» **Task**
Below are records; how many of their lines contain "Result"? Give the number and no other words.

» **Provided records**
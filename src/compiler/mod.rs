pub mod core;
pub mod loader;
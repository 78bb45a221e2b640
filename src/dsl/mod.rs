pub mod builder;

use crate::error::{Result, WanoError};
use quick_xml::events::{BytesDecl, BytesEnd, BytesStart, BytesText, Event};
use quick_xml::escape::unescape;
use quick_xml::reader::Reader;
use quick_xml::Writer;
use std::fs;
use std::io::Cursor;
use std::path::Path;

/// One XML element of a WaNo template.
///
/// Blank text and comments are dropped while parsing, so `text` is either
/// non-blank content (kept verbatim) or `None`.
#[derive(Debug, Clone, PartialEq, Default)]
pub struct Element {
    pub tag: String,
    pub attributes: Vec<(String, String)>,
    pub text: Option<String>,
    pub children: Vec<Element>,
}

impl Element {
    pub fn new(tag: &str) -> Self {
        Self {
            tag: tag.to_string(),
            ..Default::default()
        }
    }

    pub fn with_attr(mut self, key: &str, value: impl Into<String>) -> Self {
        self.set_attr(key, value);
        self
    }

    pub fn with_text(mut self, text: impl Into<String>) -> Self {
        self.text = Some(text.into());
        self
    }

    pub fn with_child(mut self, child: Element) -> Self {
        self.children.push(child);
        self
    }

    pub fn attr(&self, key: &str) -> Option<&str> {
        self.attributes
            .iter()
            .find(|(k, _)| k == key)
            .map(|(_, v)| v.as_str())
    }

    /// Like [`Element::attr`] but a missing attribute is a template error.
    pub fn required_attr(&self, key: &str) -> Result<&str> {
        self.attr(key).ok_or_else(|| WanoError::MissingAttribute {
            tag: self.tag.clone(),
            attribute: key.to_string(),
        })
    }

    pub fn set_attr(&mut self, key: &str, value: impl Into<String>) {
        let value = value.into();
        match self.attributes.iter_mut().find(|(k, _)| k == key) {
            Some((_, v)) => *v = value,
            None => self.attributes.push((key.to_string(), value)),
        }
    }

    pub fn remove_attr(&mut self, key: &str) {
        self.attributes.retain(|(k, _)| k != key);
    }

    pub fn text_or_empty(&self) -> &str {
        self.text.as_deref().unwrap_or("")
    }

    pub fn child(&self, tag: &str) -> Option<&Element> {
        self.children.iter().find(|c| c.tag == tag)
    }

    pub fn child_mut(&mut self, tag: &str) -> Option<&mut Element> {
        self.children.iter_mut().find(|c| c.tag == tag)
    }

    pub fn children_named<'a>(&'a self, tag: &'a str) -> impl Iterator<Item = &'a Element> + 'a {
        self.children.iter().filter(move |c| c.tag == tag)
    }

    /// Depth-first search for the first element with `tag`, including `self`.
    pub fn find(&self, tag: &str) -> Option<&Element> {
        if self.tag == tag {
            return Some(self);
        }
        self.children.iter().find_map(|c| c.find(tag))
    }

    pub fn find_mut(&mut self, tag: &str) -> Option<&mut Element> {
        if self.tag == tag {
            return Some(self);
        }
        self.children.iter_mut().find_map(|c| c.find_mut(tag))
    }

    pub fn parse_file(path: &Path) -> Result<Element> {
        let xml = fs::read_to_string(path).map_err(|e| WanoError::io(path, e))?;
        Self::parse_str(&xml)
    }

    /// Parses a document and returns its root element.
    pub fn parse_str(xml: &str) -> Result<Element> {
        let mut reader = Reader::from_str(xml);
        let mut stack: Vec<Element> = Vec::new();
        let mut root: Option<Element> = None;

        loop {
            let event = match reader.read_event() {
                Ok(event) => event,
                Err(e) => {
                    return Err(WanoError::Xml(format!(
                        "at position {}: {}",
                        reader.buffer_position(),
                        e
                    )));
                }
            };

            match event {
                Event::Start(e) => stack.push(element_from_start(&e)?),
                Event::Empty(e) => {
                    let element = element_from_start(&e)?;
                    attach(&mut stack, &mut root, element)?;
                }
                Event::End(_) => {
                    let mut element = stack
                        .pop()
                        .ok_or_else(|| WanoError::Xml("unbalanced closing tag".to_string()))?;
                    element.text = element.text.take().filter(|t| !t.trim().is_empty());
                    attach(&mut stack, &mut root, element)?;
                }
                Event::Text(t) => {
                    let raw = String::from_utf8_lossy(&t);
                    let text = unescape(&raw).map_err(WanoError::xml)?;
                    push_text(&mut stack, &text);
                }
                Event::CData(c) => {
                    push_text(&mut stack, &String::from_utf8_lossy(&c));
                }
                Event::GeneralRef(r) => {
                    let entity = format!("&{};", String::from_utf8_lossy(&r));
                    let text = unescape(&entity).map_err(WanoError::xml)?;
                    push_text(&mut stack, &text);
                }
                Event::Eof => break,
                _ => {}
            }
        }

        if !stack.is_empty() {
            return Err(WanoError::Xml(format!(
                "unclosed element <{}>",
                stack.last().map(|e| e.tag.as_str()).unwrap_or_default()
            )));
        }
        root.ok_or_else(|| WanoError::Xml("document has no root element".to_string()))
    }

    pub fn to_xml_string(&self) -> Result<String> {
        let mut writer = Writer::new_with_indent(Cursor::new(Vec::new()), b' ', 2);
        writer
            .write_event(Event::Decl(BytesDecl::new("1.0", Some("UTF-8"), None)))
            .map_err(WanoError::xml)?;
        self.write_into(&mut writer)?;
        let bytes = writer.into_inner().into_inner();
        String::from_utf8(bytes).map_err(WanoError::xml)
    }

    fn write_into<W: std::io::Write>(&self, writer: &mut Writer<W>) -> Result<()> {
        let mut start = BytesStart::new(self.tag.as_str());
        for (key, value) in &self.attributes {
            start.push_attribute((key.as_str(), value.as_str()));
        }

        if self.text.is_none() && self.children.is_empty() {
            return writer
                .write_event(Event::Empty(start))
                .map(|_| ())
                .map_err(WanoError::xml);
        }

        writer.write_event(Event::Start(start)).map_err(WanoError::xml)?;
        if let Some(text) = &self.text {
            writer
                .write_event(Event::Text(BytesText::new(text)))
                .map_err(WanoError::xml)?;
        }
        for child in &self.children {
            child.write_into(writer)?;
        }
        writer
            .write_event(Event::End(BytesEnd::new(self.tag.as_str())))
            .map(|_| ())
            .map_err(WanoError::xml)
    }
}

fn element_from_start(start: &BytesStart<'_>) -> Result<Element> {
    let mut element = Element::new(&String::from_utf8_lossy(start.name().as_ref()));
    for attr in start.attributes() {
        let attr = attr.map_err(WanoError::xml)?;
        let key = String::from_utf8_lossy(attr.key.as_ref()).to_string();
        let raw = String::from_utf8_lossy(&attr.value);
        let value = unescape(&raw).map_err(WanoError::xml)?;
        element.attributes.push((key, value.into_owned()));
    }
    Ok(element)
}

fn attach(stack: &mut [Element], root: &mut Option<Element>, element: Element) -> Result<()> {
    match stack.last_mut() {
        Some(parent) => parent.children.push(element),
        None if root.is_none() => *root = Some(element),
        None => return Err(WanoError::Xml("multiple root elements".to_string())),
    }
    Ok(())
}

fn push_text(stack: &mut [Element], text: &str) {
    if let Some(top) = stack.last_mut() {
        top.text.get_or_insert_with(String::new).push_str(text);
    }
}

#[cfg(test)]
mod tests {
    use super::*;

    #[test]
    fn test_parse_strips_blank_text_and_comments() {
        let xml = r#"
            <WaNoTemplate>
                <!-- comment -->
                <WaNoRoot name="root">
                    <WaNoFloat name="Lx">  25.0 </WaNoFloat>
                </WaNoRoot>
            </WaNoTemplate>
        "#;
        let doc = Element::parse_str(xml).expect("parse failed");
        assert_eq!(doc.tag, "WaNoTemplate");
        assert_eq!(doc.text, None);
        assert_eq!(doc.children.len(), 1);

        let root = doc.child("WaNoRoot").unwrap();
        assert_eq!(root.attr("name"), Some("root"));
        // Content is kept verbatim; leaves decide how to trim it.
        assert_eq!(root.children[0].text.as_deref(), Some("  25.0 "));
    }

    #[test]
    fn test_entities_are_resolved() {
        let doc = Element::parse_str(r#"<a t="x &amp; y">1 &lt; 2</a>"#).unwrap();
        assert_eq!(doc.attr("t"), Some("x & y"));
        assert_eq!(doc.text.as_deref(), Some("1 < 2"));
    }

    #[test]
    fn test_malformed_xml_is_an_error() {
        assert!(matches!(
            Element::parse_str("<a><b></a>"),
            Err(WanoError::Xml(_))
        ));
    }

    #[test]
    fn test_write_and_reparse() {
        let doc = Element::new("WaNoTemplate").with_child(
            Element::new("WaNoRoot")
                .with_attr("name", "root")
                .with_child(Element::new("WaNoString").with_attr("name", "s").with_text("a < b")),
        );
        let xml = doc.to_xml_string().unwrap();
        assert_eq!(Element::parse_str(&xml).unwrap(), doc);
    }
}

» **Task answer**
8